Saturday, June 9, 2007
Brioche at Bread & Roses
The story of the French and English has not always been one of deep understanding and mutual admiration of one another's cuisine.
That is changing thanks to Paris cafés such as Rose Bakery and the similarly named but unrelated Bread & Roses, which are patching up centuries of misunderstanding by displaying homey scones and crumbles next to chic lemon tarts and quiches.
I'll seize any opportunity to visit Bread & Roses and this morning's Edible Paris guided tour with a food-loving family of Americans from Colorado provided the perfect excuse to re-enter its kitchen.
Owner Philippe Tailleur is an unusual personality in the Paris food world. He ran a profitable shopping center outside Paris before trading it in for this run-down bakery just downstairs from his apartment and a few steps from the Luxembourg Gardens. In a triumph of quality over convenience, he now devotes himself to producing some of the finest organic bread and most tempting prepared goods in Paris (just try to resist the puff-pastry tarts loaded with roasted vegetables). He is a proud Anglophile and claims that his cheesecake is "the best this side of the Atlantic."
The scene in the basement kitchen is the opposite of Poilâne, where bare-chested bakers in traditional cream-colored linen shorts toil before the Roman wood-fired oven. Tailleur has invested in the most modern equipment: the mixers alone apparently cost €100,000 each and there is a nifty machine for dividing a batch of dough into evenly-sized balls. Stacks of white plastic bins hold the various organic flours and seeds that go into about a dozen different speciality breads, which are produced in small quantities - only about 10-20 loaves of each per day. Bakers shape the loaves by hand and are encouraged to invent new recipes, such as the wonderful currant-studded ficelle (a very thin baguette). To keep the bakery side of things small and confidential, Tailleur doesn't post the word boulangerie outside and the bread is displayed at the back of the shop.

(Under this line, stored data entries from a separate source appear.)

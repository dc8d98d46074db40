//! AssessmentRun aggregate entity.
//!
//! A run is one user's pass through the assessment, from start to
//! submission and cooldown. It owns its Answer Store exclusively; no two
//! runs ever share one.
//!
//! Time is always passed in by the caller so lifecycle rules (cooldown,
//! submission stamps) stay deterministic under test clocks.

use serde::{Deserialize, Serialize};

use crate::domain::branching;
use crate::domain::catalog::{Catalog, Question};
use crate::domain::foundation::{RunId, RunStatus, StateMachine, Timestamp, UserId};

use super::{AnswerSnapshot, AnswerStore, AnswerValue, RunError};

/// One instance of a user taking the assessment.
///
/// # Invariants
///
/// - answers are only editable while status is `Draft`
/// - `Draft -> Submitted` requires every required reachable question to
///   have a non-empty answer
/// - `submitted_at` and `cooldown_until` are set exactly once, at
///   submission
#[derive(Debug, Clone, Serialize, Deserialize)]
pub struct AssessmentRun {
    /// Unique identifier for this run.
    id: RunId,

    /// User taking the assessment.
    user_id: UserId,

    /// Current lifecycle status.
    status: RunStatus,

    /// When the run was started.
    started_at: Timestamp,

    /// When the run was submitted, if it has been.
    submitted_at: Option<Timestamp>,

    /// End of the window during which no new run may start.
    cooldown_until: Option<Timestamp>,

    /// When the run was last changed.
    updated_at: Timestamp,

    /// Answers keyed by question code; owned by this run.
    answers: AnswerStore,
}

impl AssessmentRun {
    /// Starts a new draft run.
    pub fn new(id: RunId, user_id: UserId, now: Timestamp) -> Self {
        Self {
            id,
            user_id,
            status: RunStatus::Draft,
            started_at: now,
            submitted_at: None,
            cooldown_until: None,
            updated_at: now,
            answers: AnswerStore::new(),
        }
    }

    /// Reconstitute a run from persistence (no validation).
    #[allow(clippy::too_many_arguments)]
    pub fn reconstitute(
        id: RunId,
        user_id: UserId,
        status: RunStatus,
        started_at: Timestamp,
        submitted_at: Option<Timestamp>,
        cooldown_until: Option<Timestamp>,
        updated_at: Timestamp,
        answers: AnswerStore,
    ) -> Self {
        Self {
            id,
            user_id,
            status,
            started_at,
            submitted_at,
            cooldown_until,
            updated_at,
            answers,
        }
    }

    // ─────────────────────────────────────────────────────────────────────────
    // Accessors
    // ─────────────────────────────────────────────────────────────────────────

    /// Returns the run ID.
    pub fn id(&self) -> &RunId {
        &self.id
    }

    /// Returns the user taking this run.
    pub fn user_id(&self) -> &UserId {
        &self.user_id
    }

    /// Returns the current status.
    pub fn status(&self) -> RunStatus {
        self.status
    }

    /// Returns when the run started.
    pub fn started_at(&self) -> &Timestamp {
        &self.started_at
    }

    /// Returns when the run was submitted, if it has been.
    pub fn submitted_at(&self) -> Option<&Timestamp> {
        self.submitted_at.as_ref()
    }

    /// Returns the end of the cooldown window, if set.
    pub fn cooldown_until(&self) -> Option<&Timestamp> {
        self.cooldown_until.as_ref()
    }

    /// Returns when the run was last changed.
    pub fn updated_at(&self) -> &Timestamp {
        &self.updated_at
    }

    /// Returns an immutable snapshot of the current answers.
    pub fn snapshot(&self) -> AnswerSnapshot {
        self.answers.snapshot()
    }

    /// Returns true if edits have not been persisted yet.
    pub fn has_unsaved_edits(&self) -> bool {
        self.answers.is_dirty()
    }

    /// Drains the dirty set after a successful save.
    pub fn mark_saved(&mut self) {
        let _ = self.answers.take_dirty();
    }

    // ─────────────────────────────────────────────────────────────────────────
    // Mutations
    // ─────────────────────────────────────────────────────────────────────────

    /// Records an answer, replacing any previous one.
    ///
    /// # Errors
    ///
    /// - `NotDraft` if the run is no longer editable
    /// - `TypeMismatch` if the value does not fit the question's shape
    pub fn set_answer(
        &mut self,
        question: &Question,
        value: AnswerValue,
        now: Timestamp,
    ) -> Result<Option<AnswerValue>, RunError> {
        self.ensure_draft()?;
        let previous = self.answers.set(question, value)?;
        self.updated_at = now;
        Ok(previous)
    }

    /// Clears all answers (run reset).
    ///
    /// # Errors
    ///
    /// - `NotDraft` if the run is no longer editable
    pub fn reset(&mut self, now: Timestamp) -> Result<(), RunError> {
        self.ensure_draft()?;
        self.answers.clear();
        self.updated_at = now;
        Ok(())
    }

    /// Submits the run, gating on completeness.
    ///
    /// The completeness check runs here, before any call to the backing
    /// store, so an incomplete run never produces a submit request.
    ///
    /// # Errors
    ///
    /// - `NotDraft` if already submitted
    /// - `IncompleteSubmission` naming every required reachable question
    ///   that lacks a non-empty answer
    pub fn submit(
        &mut self,
        catalog: &Catalog,
        now: Timestamp,
        cooldown_secs: u64,
    ) -> Result<(), RunError> {
        self.ensure_draft()?;

        let missing = branching::missing_required(catalog, &self.answers.snapshot());
        if !missing.is_empty() {
            return Err(RunError::IncompleteSubmission { missing });
        }

        self.status = self
            .status
            .transition_to(RunStatus::Submitted)
            .map_err(|_| self.not_draft())?;
        self.submitted_at = Some(now);
        self.cooldown_until = Some(now.plus_secs(cooldown_secs));
        self.updated_at = now;
        Ok(())
    }

    /// Moves a submitted run into cooldown once its result is recorded.
    ///
    /// # Errors
    ///
    /// - `NotSubmitted` if the run was never submitted
    pub fn begin_cooldown(&mut self, now: Timestamp) -> Result<(), RunError> {
        self.status =
            self.status
                .transition_to(RunStatus::Cooldown)
                .map_err(|_| RunError::NotSubmitted {
                    run_id: self.id,
                    status: self.status.to_string(),
                })?;
        self.updated_at = now;
        Ok(())
    }

    /// Seconds left before a new run may start, if the cooldown window is
    /// still open at `now`.
    pub fn cooldown_remaining(&self, now: Timestamp) -> Option<u64> {
        let until = self.cooldown_until?;
        if until.is_after(&now) {
            Some(until.duration_since(&now).num_seconds().max(0) as u64)
        } else {
            None
        }
    }

    // ─────────────────────────────────────────────────────────────────────────
    // Private helpers
    // ─────────────────────────────────────────────────────────────────────────

    fn ensure_draft(&self) -> Result<(), RunError> {
        if self.status.is_mutable() {
            Ok(())
        } else {
            Err(self.not_draft())
        }
    }

    fn not_draft(&self) -> RunError {
        RunError::NotDraft {
            run_id: self.id,
            status: self.status.to_string(),
        }
    }
}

On the other side of the kitchen a few cooks work on salads, savory tarts and pastries. Today they were making strawberry tiramisu, layering syrup-soaked Italian biscuits with strawberries, blueberries and mascarpone cream. One of the cooks was assembling a giant tiramisu in a big glass bowl which had been provided by one of the bakery's well-heeled customers. This is a popular request, she said. "That way they can say they made it themselves."
I was also intrigued by the Bread & Roses take on the tropézienne, a rich brioche-and-custard cake that originated in St-Tropez (a bit of a contradiction when you consider the beachwear there). Here it's filled with a lighter version of crème pâtissière and inauthentic strawberries, which add a welcome fresh note.
Brioche has become a specialty lately and I picked up one of the cloud-like golden loaves to try at home. Even more than croissant, brioche has the ability to transform a massive slab of butter into something puffy and ethereal that melts on the tongue. I wasn't hungry when I tasted it, but that didn't stop me from going back for a second slice, just to be sure it was as glorious as it seemed.
The rest of the loaf, toasted and perhaps spread with a little strawberry jam, will give me reason enough to wake up tomorrow morning.
Bread and Roses, 7 rue de Fleurus, 6th, 01 42 22 06 06.